§ **AIM OF THE TASK**: A faithful, complete transcription of the listing is required.

§ **EXCERPTED RECORDS**:
----------

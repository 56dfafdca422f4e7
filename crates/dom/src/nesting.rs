//! Nesting inspector - how deep a node sits below the body
//!
//! Depth counts parent hops up to, but not including, BODY: a direct child of
//! BODY has depth 0. Nodes that are not inside BODY (detached subtrees, HEAD
//! content, BODY itself and what encloses it) have no depth at all.

use crate::accessor::{self, NodeRef};
use crate::console::Console;
use crate::document::Document;
use crate::types::NodeId;

/// Ancestor hops from the node to BODY
pub fn nesting_depth<'a>(doc: &Document, node: impl Into<NodeRef<'a>>) -> Option<usize> {
    let node_id = accessor::resolve(doc, node)?;
    if doc.is_body(node_id) {
        return None;
    }

    let mut depth = 0;
    let mut current = node_id;
    loop {
        let parent = doc.parent(current)?;
        if doc.is_body(parent) {
            return Some(depth);
        }
        depth += 1;
        current = parent;
    }
}

/// Ancestors from the parent upward, BODY excluded
pub fn ancestors<'a>(doc: &Document, node: impl Into<NodeRef<'a>>) -> Vec<NodeId> {
    let Some(node_id) = accessor::resolve(doc, node) else {
        return Vec::new();
    };
    if nesting_depth(doc, node_id).is_none() {
        return Vec::new();
    }

    let mut chain = Vec::new();
    let mut cursor = doc.parent(node_id);
    while let Some(ancestor) = cursor.filter(|&id| !doc.is_body(id)) {
        chain.push(ancestor);
        cursor = doc.parent(ancestor);
    }
    chain
}

/// `DIV > SECTION > ARTICLE`, nearest ancestor first
///
/// Lists as many ancestors as the node's depth, starting at its parent. A
/// direct child of BODY has depth 0 and reports its parent, `BODY`.
pub fn ancestor_chain<'a>(doc: &Document, node: impl Into<NodeRef<'a>>) -> Option<String> {
    let node_id = accessor::resolve(doc, node)?;
    let depth = nesting_depth(doc, node_id)?;

    let mut tags = Vec::with_capacity(depth.max(1));
    let mut cursor = doc.parent(node_id);
    while let Some(ancestor) = cursor {
        if tags.len() == depth.max(1) {
            break;
        }
        tags.push(doc.tag_name(ancestor)?);
        cursor = doc.parent(ancestor);
    }
    Some(tags.join(" > "))
}

/// Emit the ancestor chain to the console; no-op for unresolved nodes
pub fn print_ancestors<'a>(
    doc: &Document,
    node: impl Into<NodeRef<'a>>,
    console: &mut Console,
) -> Option<String> {
    let chain = ancestor_chain(doc, node)?;
    console.log(chain.clone());
    Some(chain)
}
//! Error types for DOM operations
//!
//! Flat hierarchy. Most of the nesting operations never produce these: a
//! target that cannot be resolved is a silent no-op there, and only the
//! operations that cannot proceed without their input return an error.

use crate::types::NodeId;
use thiserror::Error;

pub type Result<T> = std::result::Result<T, DomError>;

#[derive(Debug, Error)]
pub enum DomError {
    #[error("Invalid argument: {0}")]
    InvalidArgument(String),

    #[error("No element matches: {0}")]
    NotFound(String),

    #[error("Unsupported: {0}")]
    Unsupported(String),

    #[error("Invalid selector: {0}")]
    InvalidSelector(String),

    #[error("Node not found: {0}")]
    NodeNotFound(NodeId),

    #[error("Hierarchy request error: {0}")]
    HierarchyRequest(String),

    #[error("Parse error: {0}")]
    Parse(#[from] serde_json::Error),
}
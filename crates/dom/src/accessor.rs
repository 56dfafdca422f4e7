//! Tree accessor - turns a selector or a node handle into a node
//!
//! Lookups here never fail loudly: an empty or malformed selector, or one
//! that matches nothing, simply resolves to no node.

use crate::document::Document;
use crate::types::NodeId;

/// Something that designates a node: a CSS selector or a handle
#[derive(Debug, Clone, Copy, PartialEq, Eq)]
pub enum NodeRef<'a> {
    Selector(&'a str),
    Node(NodeId),
    None,
}

impl<'a> From<&'a str> for NodeRef<'a> {
    fn from(selector: &'a str) -> Self {
        NodeRef::Selector(selector)
    }
}

impl<'a> From<&'a String> for NodeRef<'a> {
    fn from(selector: &'a String) -> Self {
        NodeRef::Selector(selector.as_str())
    }
}

impl From<NodeId> for NodeRef<'_> {
    fn from(node_id: NodeId) -> Self {
        NodeRef::Node(node_id)
    }
}

impl From<&NodeId> for NodeRef<'_> {
    fn from(node_id: &NodeId) -> Self {
        NodeRef::Node(*node_id)
    }
}

impl From<Option<NodeId>> for NodeRef<'_> {
    fn from(node_id: Option<NodeId>) -> Self {
        node_id.map_or(NodeRef::None, NodeRef::Node)
    }
}

/// Resolve a reference to a node
///
/// Selectors yield their first match in document order. Handles pass through
/// unchanged as long as the arena knows them.
pub fn resolve<'a>(doc: &Document, target: impl Into<NodeRef<'a>>) -> Option<NodeId> {
    match target.into() {
        NodeRef::Selector(selector) if selector.trim().is_empty() => None,
        NodeRef::Selector(selector) => match doc.query_selector(selector) {
            Ok(found) => found,
            Err(err) => {
                tracing::trace!("selector {:?} resolves to nothing: {}", selector, err);
                None
            }
        },
        NodeRef::Node(node_id) => doc.node(node_id).is_ok().then_some(node_id),
        NodeRef::None => None,
    }
}

/// Every match of a selector, in document order. The result is a snapshot:
/// later tree changes do not affect it.
pub fn resolve_all(doc: &Document, selector: &str) -> Vec<NodeId> {
    if selector.trim().is_empty() {
        return Vec::new();
    }
    doc.query_selector_all(selector).unwrap_or_else(|err| {
        tracing::trace!("selector {:?} resolves to nothing: {}", selector, err);
        Vec::new()
    })
}

#[cfg(test)]
mod tests {
    use super::*;
    use serde_json::json;

    fn doc() -> Document {
        Document::from_json(&json!({
            "tag": "body",
            "children": [
                { "tag": "ul", "children": [
                    { "tag": "li", "attributes": { "class": "item" } },
                    { "tag": "li", "attributes": { "class": "item last" } }
                ]}
            ]
        }))
        .unwrap()
    }

    #[test]
    fn test_resolve_selector() {
        let doc = doc();
        let items = resolve_all(&doc, "li.item");
        assert_eq!(items.len(), 2);
        assert_eq!(resolve(&doc, "li"), Some(items[0]));
        assert_eq!(resolve(&doc, ".last"), Some(items[1]));
    }

    #[test]
    fn test_resolve_nothing() {
        let doc = doc();
        assert_eq!(resolve(&doc, ""), None);
        assert_eq!(resolve(&doc, "table"), None);
        assert_eq!(resolve(&doc, "li >"), None);
        assert_eq!(resolve(&doc, NodeRef::None), None);
        assert_eq!(resolve(&doc, None::<NodeId>), None);
        assert!(resolve_all(&doc, "").is_empty());
        assert!(resolve_all(&doc, "[[").is_empty());
    }

    #[test]
    fn test_handle_passes_through() {
        let mut doc = doc();
        let detached = doc.arena_mut().create_element("p");
        assert_eq!(resolve(&doc, detached), Some(detached));
        assert_eq!(resolve(&doc, 9_999u32), None);
    }

    #[test]
    fn test_resolve_all_is_a_snapshot() {
        let mut doc = doc();
        let items = resolve_all(&doc, "li");
        let ul = resolve(&doc, "ul").unwrap();
        doc.arena_mut().remove_child(ul, items[0]).unwrap();
        assert_eq!(items.len(), 2);
        assert_eq!(resolve_all(&doc, "li").len(), 1);
    }
}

----------

§ **ANSWER**:
repository 56dfafdca422f4e7
filename crates/dom/src/nesting.rs
//! Nesting inspector - how deep a node sits below the body
//!
//! Depth counts parent hops up to, but not including, BODY: a direct child of
//! BODY has depth 0. Nodes that are not inside BODY (detached subtrees, HEAD
//! content, BODY itself and what encloses it) have no depth at all.

use crate::accessor::{self, NodeRef};
use crate::console::Console;
use crate::document::Document;
use crate::types::NodeId;

/// Ancestor hops from the node to BODY
pub fn nesting_depth<'a>(doc: &Document, node: impl Into<NodeRef<'a>>) -> Option<usize> {
    let node_id = accessor::resolve(doc, node)?;
    if doc.is_body(node_id) {
        return None;
    }

    let mut depth = 0;
    let mut current = node_id;
    loop {
        let parent = doc.parent(current)?;
        if doc.is_body(parent) {
            return Some(depth);
        }
        depth += 1;
        current = parent;
    }
}

/// Ancestors from the parent upward, BODY excluded
pub fn ancestors<'a>(doc: &Document, node: impl Into<NodeRef<'a>>) -> Vec<NodeId> {
    let Some(node_id) = accessor::resolve(doc, node) else {
        return Vec::new();
    };
    if nesting_depth(doc, node_id).is_none() {
        return Vec::new();
    }

    let mut chain = Vec::new();
    let mut cursor = doc.parent(node_id);
    while let Some(ancestor) = cursor.filter(|&id| !doc.is_body(id)) {
        chain.push(ancestor);
        cursor = doc.parent(ancestor);
    }
    chain
}

/// `DIV > SECTION > ARTICLE`, nearest ancestor first
///
/// Lists as many ancestors as the node's depth, starting at its parent. A
/// direct child of BODY has depth 0 and reports its parent, `BODY`.
pub fn ancestor_chain<'a>(doc: &Document, node: impl Into<NodeRef<'a>>) -> Option<String> {
    let node_id = accessor::resolve(doc, node)?;
    let depth = nesting_depth(doc, node_id)?;

    let mut tags = Vec::with_capacity(depth.max(1));
    let mut cursor = doc.parent(node_id);
    while let Some(ancestor) = cursor {
        if tags.len() == depth.max(1) {
            break;
        }
        tags.push(doc.tag_name(ancestor)?);
        cursor = doc.parent(ancestor);
    }
    Some(tags.join(" > "))
}

/// Emit the ancestor chain to the console; no-op for unresolved nodes
pub fn print_ancestors<'a>(
    doc: &Document,
    node: impl Into<NodeRef<'a>>,
    console: &mut Console,
) -> Option<String> {
    let chain = ancestor_chain(doc, node)?;
    console.log(chain.clone());
    Some(chain)
}
//! Error types for DOM operations
//!
//! Flat hierarchy. Most of the nesting operations never produce these: a
//! target that cannot be resolved is a silent no-op there, and only the
//! operations that cannot proceed without their input return an error.

use crate::types::NodeId;
use thiserror::Error;

pub type Result<T> = std::result::Result<T, DomError>;

#[derive(Debug, Error)]
pub enum DomError {
    #[error("Invalid argument: {0}")]
    InvalidArgument(String),

    #[error("No element matches: {0}")]
    NotFound(String),

    #[error("Unsupported: {0}")]
    Unsupported(String),

    #[error("Invalid selector: {0}")]
    InvalidSelector(String),

    #[error("Node not found: {0}")]
    NodeNotFound(NodeId),

    #[error("Hierarchy request error: {0}")]
    HierarchyRequest(String),

    #[error("Parse error: {0}")]
    Parse(#[from] serde_json::Error),
}
filename crates/dom/src/accessor.rs
repository 56dfafdca422f4e7
//! Tree accessor - turns a selector or a node handle into a node
//!
//! Lookups here never fail loudly: an empty or malformed selector, or one
//! that matches nothing, simply resolves to no node.

use crate::document::Document;
use crate::types::NodeId;

/// Something that designates a node: a CSS selector or a handle
#[derive(Debug, Clone, Copy, PartialEq, Eq)]
pub enum NodeRef<'a> {
    Selector(&'a str),
    Node(NodeId),
    None,
}

impl<'a> From<&'a str> for NodeRef<'a> {
    fn from(selector: &'a str) -> Self {
        NodeRef::Selector(selector)
    }
}

impl<'a> From<&'a String> for NodeRef<'a> {
    fn from(selector: &'a String) -> Self {
        NodeRef::Selector(selector.as_str())
    }
}

impl From<NodeId> for NodeRef<'_> {
    fn from(node_id: NodeId) -> Self {
        NodeRef::Node(node_id)
    }
}

impl From<&NodeId> for NodeRef<'_> {
    fn from(node_id: &NodeId) -> Self {
        NodeRef::Node(*node_id)
    }
}

impl From<Option<NodeId>> for NodeRef<'_> {
    fn from(node_id: Option<NodeId>) -> Self {
        node_id.map_or(NodeRef::None, NodeRef::Node)
    }
}

/// Resolve a reference to a node
///
/// Selectors yield their first match in document order. Handles pass through
/// unchanged as long as the arena knows them.
pub fn resolve<'a>(doc: &Document, target: impl Into<NodeRef<'a>>) -> Option<NodeId> {
    match target.into() {
        NodeRef::Selector(selector) if selector.trim().is_empty() => None,
        NodeRef::Selector(selector) => match doc.query_selector(selector) {
            Ok(found) => found,
            Err(err) => {
                tracing::trace!("selector {:?} resolves to nothing: {}", selector, err);
                None
            }
        },
        NodeRef::Node(node_id) => doc.node(node_id).is_ok().then_some(node_id),
        NodeRef::None => None,
    }
}

/// Every match of a selector, in document order. The result is a snapshot:
/// later tree changes do not affect it.
pub fn resolve_all(doc: &Document, selector: &str) -> Vec<NodeId> {
    if selector.trim().is_empty() {
        return Vec::new();
    }
    doc.query_selector_all(selector).unwrap_or_else(|err| {
        tracing::trace!("selector {:?} resolves to nothing: {}", selector, err);
        Vec::new()
    })
}

#[cfg(test)]
mod tests {
    use super::*;
    use serde_json::json;

    fn doc() -> Document {
        Document::from_json(&json!({
            "tag": "body",
            "children": [
                { "tag": "ul", "children": [
                    { "tag": "li", "attributes": { "class": "item" } },
                    { "tag": "li", "attributes": { "class": "item last" } }
                ]}
            ]
        }))
        .unwrap()
    }

    #[test]
    fn test_resolve_selector() {
        let doc = doc();
        let items = resolve_all(&doc, "li.item");
        assert_eq!(items.len(), 2);
        assert_eq!(resolve(&doc, "li"), Some(items[0]));
        assert_eq!(resolve(&doc, ".last"), Some(items[1]));
    }

    #[test]
    fn test_resolve_nothing() {
        let doc = doc();
        assert_eq!(resolve(&doc, ""), None);
        assert_eq!(resolve(&doc, "table"), None);
        assert_eq!(resolve(&doc, "li >"), None);
        assert_eq!(resolve(&doc, NodeRef::None), None);
        assert_eq!(resolve(&doc, None::<NodeId>), None);
        assert!(resolve_all(&doc, "").is_empty());
        assert!(resolve_all(&doc, "[[").is_empty());
    }

    #[test]
    fn test_handle_passes_through() {
        let mut doc = doc();
        let detached = doc.arena_mut().create_element("p");
        assert_eq!(resolve(&doc, detached), Some(detached));
        assert_eq!(resolve(&doc, 9_999u32), None);
    }

    #[test]
    fn test_resolve_all_is_a_snapshot() {
        let mut doc = doc();
        let items = resolve_all(&doc, "li");
        let ul = resolve(&doc, "ul").unwrap();
        doc.arena_mut().remove_child(ul, items[0]).unwrap();
        assert_eq!(items.len(), 2);
        assert_eq!(resolve_all(&doc, "li").len(), 1);
    }
}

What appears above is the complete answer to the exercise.